> **WHAT IS EXPECTED**: Using the records below, find every line that includes "restored" and copy it.

(INPUT FOR THIS TASK Opens)

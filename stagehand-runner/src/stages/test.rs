//! Test stage: runs the configured test and lint commands in the source directory

use async_trait::async_trait;
use stagehand_core::domain::stage::{StageName, StageResult};
use std::collections::BTreeMap;
use std::time::Duration;

use super::StageRunner;
use crate::command::execute_commands;
use crate::context::{StageContext, StageRecorder};

pub struct TestStage;

#[async_trait]
impl StageRunner for TestStage {
    fn stage(&self) -> StageName {
        StageName::Test
    }

    async fn run(&self, ctx: &StageContext) -> StageResult {
        let recorder = StageRecorder::new(StageName::Test);
        let settings = &ctx.settings().stages.test;

        if settings.commands.is_empty() {
            recorder.warn("no test commands configured");
            return recorder.finish(Ok(()));
        }

        let outcome = execute_commands(
            &recorder,
            &settings.commands,
            &ctx.settings().source_dir,
            &BTreeMap::new(),
            Duration::from_secs(settings.timeout_secs),
        )
        .await;

        recorder.finish(outcome)
    }
}

#[cfg(test)]
mod tests {
    use super::*;
    use crate::context::Services;
    use stagehand_core::config::{CommandSpec, Settings};
    use stagehand_core::domain::pipeline::Trigger;
    use std::sync::Arc;
    use tempfile::tempdir;
    use uuid::Uuid;

    fn context(source: &std::path::Path, commands: Vec<CommandSpec>) -> StageContext {
        let mut settings = Settings {
            source_dir: source.to_path_buf(),
            state_dir: source.join(".state"),
            ..Settings::default()
        };
        settings.stages.test.commands = commands;
        settings.stages.test.timeout_secs = 5;
        StageContext::new(
            Uuid::new_v4(),
            Trigger::Schedule,
            "staging",
            Services::new(Arc::new(settings)),
        )
    }

    #[tokio::test]
    async fn test_passing_commands() {
        let dir = tempdir().unwrap();
        let ctx = context(
            dir.path(),
            vec![
                CommandSpec::new("unit", "sh", &["-c", "echo 12 passing"]),
                CommandSpec::new("lint", "true", &[]),
            ],
        );

        let result = TestStage.run(&ctx).await;
        assert!(!result.is_failed(), "{:?}", result.error);
        assert!(result.log_lines.iter().any(|l| l == "12 passing"));
    }

    #[tokio::test]
    async fn test_failing_command_fails_stage() {
        let dir = tempdir().unwrap();
        let ctx = context(
            dir.path(),
            vec![CommandSpec::new("unit", "sh", &["-c", "echo 1 failing >&2; exit 1"])],
        );

        let result = TestStage.run(&ctx).await;
        assert!(result.is_failed());
        assert_eq!(
            result.error.as_deref(),
            Some("unit failed with exit code 1")
        );
        assert!(result.log_lines.iter().any(|l| l == "1 failing"));
    }

    #[tokio::test]
    async fn test_commands_run_in_source_dir() {
        let dir = tempdir().unwrap();
        let ctx = context(
            dir.path(),
            vec![CommandSpec::new("marker", "touch", &["tests-ran"])],
        );

        TestStage.run(&ctx).await;
        assert!(dir.path().join("tests-ran").exists());
    }
}
//! Pipeline Orchestrator
//!
//! Drives a [`PipelineRun`] through its stage plan, persisting the run at
//! every stage boundary. Decides whether a failure needs a rollback, performs
//! it, records the terminal run into history and emits notifications.
//!
//! Only one run may hold an environment at a time. The busy marker lives in
//! `state.json` and is checked and set in one locked read-modify-write.
//! A marker is stale once its owner process is gone, or, for markers owned
//! by this process, once no orchestrator here is driving the run.

use chrono::Utc;
use parking_lot::Mutex;
use serde_json::{Map, Value as JsonValue, json};
use stagehand_core::config::Settings;
use stagehand_core::domain::backup::Backup;
use stagehand_core::domain::notification::NotificationKind;
use stagehand_core::domain::pipeline::{PipelineRun, RollbackRecord, RunStatus, Trigger};
use stagehand_core::domain::stage::{StageName, StageResult, StageStatus};
use stagehand_core::domain::state::ActiveRun;
use stagehand_core::dto::backup::BackupSummary;
use stagehand_core::dto::run::RunSummary;
use stagehand_core::dto::status::{ActiveRunSummary, EnvironmentStatus, StatusReport};
use stagehand_runner::process::pid_is_alive;
use stagehand_runner::{ProcessError, Services, SnapshotError, StageContext, StageRegistry};
use std::collections::BTreeSet;
use std::sync::Arc;
use thiserror::Error;
use tracing::{debug, error, info, warn};
use uuid::Uuid;

use crate::error::{OrchestratorError, Result};
use crate::repository::{StateError, StateRepository};
use crate::service::history::HistorySink;
use crate::service::notification::NotificationHub;

/// Why restoring the previous version did not work
#[derive(Debug, Error)]
enum RollbackError {
    #[error("environment '{0}' is not configured")]
    UnknownEnvironment(String),

    #[error("failed to stop running instance: {0}")]
    Stop(#[source] ProcessError),

    #[error(transparent)]
    Snapshot(#[from] SnapshotError),

    #[error("failed to start restored instance: {0}")]
    Start(#[source] ProcessError),

    #[error("restored instance is unhealthy: {}", .0.join(", "))]
    Unhealthy(Vec<String>),
}

/// Runs driven by any orchestrator in this process
static IN_FLIGHT: Mutex<BTreeSet<Uuid>> = Mutex::new(BTreeSet::new());

/// Marks a run as driven by this process until dropped
struct InFlight(Uuid);

impl InFlight {
    /// `None` if the run is already being driven here
    fn try_enter(run_id: Uuid) -> Option<Self> {
        IN_FLIGHT.lock().insert(run_id).then_some(Self(run_id))
    }

    fn contains(run_id: Uuid) -> bool {
        IN_FLIGHT.lock().contains(&run_id)
    }
}

impl Drop for InFlight {
    fn drop(&mut self) {
        IN_FLIGHT.lock().remove(&self.0);
    }
}

pub struct Orchestrator {
    services: Services,
    stages: StageRegistry,
    state: Arc<StateRepository>,
    history: HistorySink,
    notifier: NotificationHub,
    owner_pid: u32,
}
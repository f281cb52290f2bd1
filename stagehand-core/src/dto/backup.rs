//! Backup DTOs

use chrono::{DateTime, Utc};
use serde::{Deserialize, Serialize};
use uuid::Uuid;

use crate::domain::backup::Backup;

#[derive(Debug, Clone, Serialize, Deserialize)]
pub struct BackupSummary {
    pub id: Uuid,
    pub environment: String,
    pub pipeline_run_id: Uuid,
    pub created_at: DateTime<Utc>,
    pub paths: usize,
}

impl From<&Backup> for BackupSummary {
    fn from(backup: &Backup) -> Self {
        Self {
            id: backup.id,
            environment: backup.environment.clone(),
            pipeline_run_id: backup.pipeline_run_id,
            created_at: backup.created_at,
            paths: backup.manifest.len(),
        }
    }
}
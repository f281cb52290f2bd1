//! Snapshot store
//!
//! Creates, lists, prunes and restores versioned backups of an environment's
//! live files:
//! - Each backup lives in `backups/<environment>/<backup_id>/`
//! - The catalog (`backups.json`) lists only fully written backups
//! - A backup that fails partway is deleted before the error is returned
//! - Restoring is idempotent
//! - Catalog updates hold `backups.json.lock`, so concurrent stores on one
//!   state directory never lose each other's entries

mod backend;
mod catalog;

pub use backend::{CopyBackend, SnapshotBackend};
pub use catalog::BackupCatalog;

use chrono::Utc;
use parking_lot::Mutex;
use stagehand_core::config::Settings;
use stagehand_core::domain::backup::Backup;
use std::collections::BTreeMap;
use std::io;
use std::path::{Path, PathBuf};
use std::sync::Arc;
use thiserror::Error;
use tracing::{debug, info, warn};
use uuid::Uuid;

use crate::fsutil;

#[derive(Debug, Error)]
pub enum SnapshotError {
    /// Backup creation failed; nothing was added to the catalog
    #[error("Backup of '{environment}' failed: {message}")]
    Backup {
        environment: String,
        message: String,
    },

    #[error("No backup available for environment '{0}'")]
    NoBackupAvailable(String),

    /// Restore failed partway; live files are in an undefined state
    #[error("Restore of backup {backup_id} failed: {message}")]
    Restore { backup_id: Uuid, message: String },

    #[error("Backup catalog error: {0}")]
    Catalog(#[source] io::Error),

    #[error("Unknown environment '{0}'")]
    UnknownEnvironment(String),

    #[error("Snapshot task failed: {0}")]
    Task(String),
}

pub type Result<T> = std::result::Result<T, SnapshotError>;

/// Backup catalog plus the files behind it
pub struct SnapshotStore {
    root: PathBuf,
    catalog: BackupCatalog,
    backend: Arc<dyn SnapshotBackend>,
    /// Environment name -> live directory
    environments: BTreeMap<String, PathBuf>,
    /// Paths captured by every backup, relative to the live directory
    paths: Vec<String>,
    /// Serializes catalog read-modify-write cycles between threads; the
    /// catalog's lock file does the same between processes
    lock: Mutex<()>,
}

impl SnapshotStore {
    /// Creates a store using plain recursive copies
    pub fn new(settings: &Settings) -> Self {
        Self::with_backend(settings, Arc::new(CopyBackend))
    }

    pub fn with_backend(settings: &Settings, backend: Arc<dyn SnapshotBackend>) -> Self {
        let root = settings.backups_dir();
        let catalog = BackupCatalog::new(settings.state_dir.join("backups.json"));
        let environments = settings
            .environments
            .iter()
            .map(|(name, env)| (name.clone(), env.live_dir.clone()))
            .collect();

        Self {
            root,
            catalog,
            backend,
            environments,
            paths: settings.snapshot_paths(),
            lock: Mutex::new(()),
        }
    }

    /// Directory holding a backup's files
    pub fn backup_dir(&self, backup: &Backup) -> PathBuf {
        self.root
            .join(&backup.environment)
            .join(backup.id.to_string())
    }

    fn live_dir(&self, environment: &str) -> Result<&Path> {
        self.environments
            .get(environment)
            .map(PathBuf::as_path)
            .ok_or_else(|| SnapshotError::UnknownEnvironment(environment.to_string()))
    }

    /// Copies the configured paths of an environment into a new backup
    pub fn create(&self, pipeline_run_id: Uuid, environment: &str) -> Result<Backup> {
        let live_dir = self.live_dir(environment)?.to_path_buf();
        let id = Uuid::new_v4();
        let dir = self.root.join(environment).join(id.to_string());

        info!(
            "Creating backup {} of {} ({})",
            id,
            environment,
            live_dir.display()
        );

        let (manifest, absent) = match self.capture_all(&live_dir, &dir) {
            Ok(captured) => captured,
            Err(e) => {
                self.discard_partial(&dir);
                return Err(SnapshotError::Backup {
                    environment: environment.to_string(),
                    message: e,
                });
            }
        };

        let backup = Backup {
            id,
            pipeline_run_id,
            environment: environment.to_string(),
            created_at: Utc::now(),
            manifest,
            absent,
            applied_version: detect_version(&live_dir),
        };

        let _guard = self.lock.lock();
        let registered = self.catalog.lock().and_then(|_file_lock| {
            let mut entries = self.catalog.load()?;
            entries.push(backup.clone());
            self.catalog.save(&entries)
        });

        if let Err(e) = registered {
            self.discard_partial(&dir);
            return Err(SnapshotError::Backup {
                environment: environment.to_string(),
                message: format!("failed to register backup in catalog: {}", e),
            });
        }

        info!(
            "Backup {} created with {} path(s), {} absent",
            backup.id,
            backup.manifest.len(),
            backup.absent.len()
        );
        Ok(backup)
    }

    fn capture_all(
        &self,
        live_dir: &Path,
        dir: &Path,
    ) -> std::result::Result<(Vec<String>, Vec<String>), String> {
        std::fs::create_dir_all(dir)
            .map_err(|e| format!("failed to create {}: {}", dir.display(), e))?;

        let mut manifest = Vec::new();
        let mut absent = Vec::new();

        for rel in &self.paths {
            if !fsutil::exists(&live_dir.join(rel)) {
                debug!("Path {} not present, recording as absent", rel);
                absent.push(rel.clone());
                continue;
            }

            self.backend
                .capture(live_dir, dir, Path::new(rel))
                .map_err(|e| format!("failed to copy {}: {}", rel, e))?;
            manifest.push(rel.clone());
        }

        Ok((manifest, absent))
    }

    fn discard_partial(&self, dir: &Path) {
        if let Err(e) = self.backend.discard(dir) {
            warn!(
                "Failed to delete partial backup {}: {}",
                dir.display(),
                e
            );
        }
    }

    /// Restores the most recent backup of an environment
    pub fn restore_latest(&self, environment: &str) -> Result<Backup> {
        let backup = self
            .latest(environment)?
            .ok_or_else(|| SnapshotError::NoBackupAvailable(environment.to_string()))?;

        self.restore(&backup)?;
        Ok(backup)
    }

    /// Makes the live files match a backup
    ///
    /// Every manifest path is deleted and copied back from the backup; every
    /// path that was absent at capture time is deleted.
    pub fn restore(&self, backup: &Backup) -> Result<()> {
        let live_dir = self.live_dir(&backup.environment)?;
        let dir = self.backup_dir(backup);
        let restore_err = |message: String| SnapshotError::Restore {
            backup_id: backup.id,
            message,
        };

        if !dir.is_dir() {
            return Err(restore_err(format!(
                "backup directory {} is missing",
                dir.display()
            )));
        }

        info!(
            "Restoring backup {} into {}",
            backup.id,
            live_dir.display()
        );

        std::fs::create_dir_all(live_dir)
            .map_err(|e| restore_err(format!("failed to create live directory: {}", e)))?;

        for rel in &backup.manifest {
            self.backend
                .restore_path(&dir, live_dir, Path::new(rel))
                .map_err(|e| restore_err(format!("failed to restore {}: {}", rel, e)))?;
        }

        for rel in &backup.absent {
            fsutil::remove_path(&live_dir.join(rel))
                .map_err(|e| restore_err(format!("failed to remove {}: {}", rel, e)))?;
        }

        info!("Backup {} restored", backup.id);
        Ok(())
    }

    /// Deletes all but the `keep` most recent backups of an environment
    ///
    /// A catalog entry is removed only after its directory is gone.
    pub fn prune(&self, environment: &str, keep: usize) -> Result<Vec<Backup>> {
        let _guard = self.lock.lock();
        let _file_lock = self.catalog.lock().map_err(SnapshotError::Catalog)?;
        let mut entries = self.catalog.load().map_err(SnapshotError::Catalog)?;

        let expired: Vec<Backup> = newest_first(&entries, environment)
            .into_iter()
            .skip(keep)
            .cloned()
            .collect();

        let mut removed = Vec::new();
        for backup in expired {
            if let Err(e) = self.backend.discard(&self.backup_dir(&backup)) {
                warn!("Failed to delete backup {}: {}", backup.id, e);
                continue;
            }

            entries.retain(|b| b.id != backup.id);
            self.catalog.save(&entries).map_err(SnapshotError::Catalog)?;
            debug!("Pruned backup {}", backup.id);
            removed.push(backup);
        }

        if !removed.is_empty() {
            info!(
                "Pruned {} backup(s) of {}, keeping {}",
                removed.len(),
                environment,
                keep
            );
        }

        Ok(removed)
    }

    /// Backups, newest first, optionally for one environment
    pub fn list(&self, environment: Option<&str>) -> Result<Vec<Backup>> {
        let entries = self.catalog.load().map_err(SnapshotError::Catalog)?;
        let mut selected: Vec<(usize, Backup)> = entries
            .into_iter()
            .enumerate()
            .filter(|(_, b)| environment.is_none_or(|env| b.environment == env))
            .collect();
        selected.sort_by(|(ia, a), (ib, b)| (b.created_at, ib).cmp(&(a.created_at, ia)));
        Ok(selected.into_iter().map(|(_, b)| b).collect())
    }

    pub fn latest(&self, environment: &str) -> Result<Option<Backup>> {
        let entries = self.catalog.load().map_err(SnapshotError::Catalog)?;
        Ok(newest_first(&entries, environment).first().map(|b| (*b).clone()))
    }

    // =============================================================================
    // Blocking-pool wrappers
    // =============================================================================

    /// [`SnapshotStore::create`] on the blocking thread pool
    pub async fn spawn_create(
        self: &Arc<Self>,
        pipeline_run_id: Uuid,
        environment: &str,
    ) -> Result<Backup> {
        let store = Arc::clone(self);
        let environment = environment.to_string();
        off_thread(move || store.create(pipeline_run_id, &environment)).await
    }

    /// [`SnapshotStore::restore_latest`] on the blocking thread pool
    pub async fn spawn_restore_latest(self: &Arc<Self>, environment: &str) -> Result<Backup> {
        let store = Arc::clone(self);
        let environment = environment.to_string();
        off_thread(move || store.restore_latest(&environment)).await
    }

    /// [`SnapshotStore::prune`] on the blocking thread pool
    pub async fn spawn_prune(self: &Arc<Self>, environment: &str, keep: usize) -> Result<Vec<Backup>> {
        let store = Arc::clone(self);
        let environment = environment.to_string();
        off_thread(move || store.prune(&environment, keep)).await
    }
}

/// Backups of one environment, latest `created_at` first, later catalog entries winning ties
fn newest_first<'a>(entries: &'a [Backup], environment: &str) -> Vec<&'a Backup> {
    let mut selected: Vec<(usize, &Backup)> = entries
        .iter()
        .enumerate()
        .filter(|(_, b)| b.environment == environment)
        .collect();
    selected.sort_by(|(ia, a), (ib, b)| (b.created_at, ib).cmp(&(a.created_at, ia)));
    selected.into_iter().map(|(_, b)| b).collect()
}

async fn off_thread<T, F>(f: F) -> Result<T>
where
    F: FnOnce() -> Result<T> + Send + 'static,
    T: Send + 'static,
{
    tokio::task::spawn_blocking(f)
        .await
        .map_err(|e| SnapshotError::Task(e.to_string()))?
}

/// Reads the `version` field of the live `package.json`, if any
fn detect_version(live_dir: &Path) -> Option<String> {
    let raw = std::fs::read(live_dir.join("package.json")).ok()?;
    let manifest: serde_json::Value = serde_json::from_slice(&raw).ok()?;
    manifest
        .get("version")
        .and_then(|v| v.as_str())
        .map(|v| v.to_string())
}
//! Stagehand Core
//!
//! Core types and abstractions for the Stagehand release pipeline.
//!
//! This crate contains:
//! - Domain types: Core business entities (PipelineRun, Backup, etc.)
//! - DTOs: Summaries printed by the CLI
//! - Configuration: Settings file loading and validation

pub mod config;
pub mod domain;
pub mod dto;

(INPUT FOR THIS TASK Closes)

> **THE COMPLETED TASK**:
    #[error("failed to start restored instance: {0}")]
    #[error("restored instance is unhealthy: {}", .0.join(", "))]
        info!("Backup {} restored", backup.id);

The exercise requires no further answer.